Tu właśnie pojawia się problem, będący jedną z podstaw gospodarowania w lasach. Weźmy piękny starodrzew dębowy, który pozostawiony przez okres dojrzałości, nietknięty ręką człowieka, wchodzi w fazę rozpadu. Stare drzewa powoli umierają, łamią się, wywracają i rozkładają. Czekamy co będzie dalej. Czekamy na nowy las! Czekamy… Tym czasem następują kolejne etapy sukcesji. Kierunek tych zmian jest naturalny, więc nieprzewidywalny. Na miejscu starej dębiny powoli wykształcają się i różnicują kolejne zbiorowiska roślinne. Może to być rozległa połać zdziczałych traw, poprzetykana rozmaitymi krzewami lub gąszcz grabowy albo też jedno i drugie w mozaice. Szanse na natychmiastowe, naturalne odtworzenie dębiny są bardzo nikłe. Właściwie, jest to prawie niemożliwe. Z czasem, jako pierwsze, wejdą tu pionierskie gatunki drzewiaste jak osika czy brzoza i tak, mozolnie, przez kilkaset lat będą trwać procesy naturalne. Być może kiedyś wytworzy się tu nowy piękny dębowy las. W kilkusetletnim okresie grunt pozbawiony jest jednak drzewostanu otwartego na potrzeby społeczne i gospodarcze. Pokolenia ludzi muszą czekać aż natura zrobi swoje.
Celem działań hodowlanych w leśnictwie jest skrócenie tego naturalnego cyklu. Właśnie po to stosuje się rębnie, które odpowiednio przygotowują las do odnowienia. Dzięki wypracowanym metodom gospodarowania, po uprzątnięciu starego, dojrzałego drzewostanu, niemal natychmiast można wprowadzić młode pokolenie lasu, w różnej formie. Młody las rośnie, dojrzewa i znowu zaczyna się starzeć. Hodowla lasu wykorzystuje więc naturalny cykl i włącza się do niego. Dzięki temu, w jednym kompleksie i w tym samym czasie, funkcjonują różnowiekowe fragmenty lasu. Tworzą one spójną, różnorodną całość. Taki las jest w stanie wypełnić spektrum potrzeb gospodarczych, przyrodniczych i społecznych.

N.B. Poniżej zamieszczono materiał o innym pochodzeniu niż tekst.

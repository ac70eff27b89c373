//! Connector configuration.

use std::time::Duration;

/// Recognized environment variables naming CDP endpoints, highest
/// precedence first.
pub const ENDPOINT_ENV_VARS: [&str; 3] = ["VNC_CDP_URL", "BROWSER_USE_CDP_URL", "CDP_URL"];

/// Hardcoded fallbacks appended after any configured endpoints.
pub const DEFAULT_CANDIDATES: [&str; 3] = ["127.0.0.1:9222", "localhost:9222", "vnc:9222"];

#[derive(Clone, Debug)]
pub struct BridgeConfig {
    /// Explicit endpoint candidates, tried before the defaults.
    pub configured_endpoints: Vec<String>,
    /// When true (the default) a missing shared browser is a hard failure.
    /// The connector never launches a local Chromium either way.
    pub require_shared_browser: bool,
    /// URL the page is parked on between sessions; never restored after a
    /// reconnect.
    pub default_url: String,
    /// Per-probe HTTP timeout against `/json/version`.
    pub probe_timeout: Duration,
    /// Interval between probe attempts.
    pub probe_interval: Duration,
    /// Total budget for one pass over the candidate list.
    pub probe_budget: Duration,
    /// Navigation timeout used when restoring the last URL after recreate.
    pub navigation_timeout: Duration,
}

impl Default for BridgeConfig {
    fn default() -> Self {
        Self {
            configured_endpoints: Vec::new(),
            require_shared_browser: true,
            default_url: "about:blank".to_string(),
            probe_timeout: Duration::from_secs(2),
            probe_interval: Duration::from_millis(250),
            probe_budget: Duration::from_secs(6),
            navigation_timeout: Duration::from_secs(30),
        }
    }
}

impl BridgeConfig {
    /// Read configured endpoints from the recognized environment variables
    /// in precedence order. Empty values are skipped.
    pub fn from_env() -> Self {
        let mut configured = Vec::new();
        for name in ENDPOINT_ENV_VARS {
            if let Ok(value) = std::env::var(name) {
                let trimmed = value.trim();
                if !trimmed.is_empty() {
                    configured.push(trimmed.to_string());
                }
            }
        }

        let require_shared_browser = std::env::var("REQUIRE_SHARED_BROWSER")
            .map(|v| !matches!(v.trim().to_ascii_lowercase().as_str(), "0" | "false" | "no" | "off"))
            .unwrap_or(true);

        let default_url = std::env::var("DEFAULT_URL")
            .ok()
            .filter(|v| !v.trim().is_empty())
            .unwrap_or_else(|| "about:blank".to_string());

        let navigation_timeout = std::env::var("NAVIGATION_TIMEOUT")
            .ok()
            .and_then(|v| v.trim().parse::<u64>().ok())
            .map(Duration::from_millis)
            .unwrap_or(Duration::from_secs(30));

        Self {
            configured_endpoints: configured,
            require_shared_browser,
            default_url,
            navigation_timeout,
            ..Self::default()
        }
    }
}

Wyłączanie części drzewostanów z zagospodarowania rębnego jest z pewnością potrzebne. Dzięki temu możemy obserwować naturalne procesy w ekosystemach, tworzyć dodatkowe ostoje dla wielu gatunków roślin i zwierząt. Leśnicy od lat pozostawiają do naturalnej śmierci i sukcesji setki hektarów lasów poza rezerwatami. Rodzą się jednak pytania. Ile takich powierzchni ma być? Czy powinniśmy pozostawiać naturze coraz większe połacie, a jeśli tak to gdzie jest granica? Ile lasów ma ulec naturalnej destrukcji i przechodzić długotrwałe procesy odrodzenia, a ile powierzchni trzeba odnowić dla następujących po nas pokoleń ludzi? Na pozostawienie ilu milionów metrów sześciennych drewna do rozkładu stać nasze Państwo? Trudno znaleźć jedno, niepodważalne rozwiązanie tych problemów ale zastanowienie się nad nimi sprawi, że słowo „rębnia" na pewno przestanie straszyć.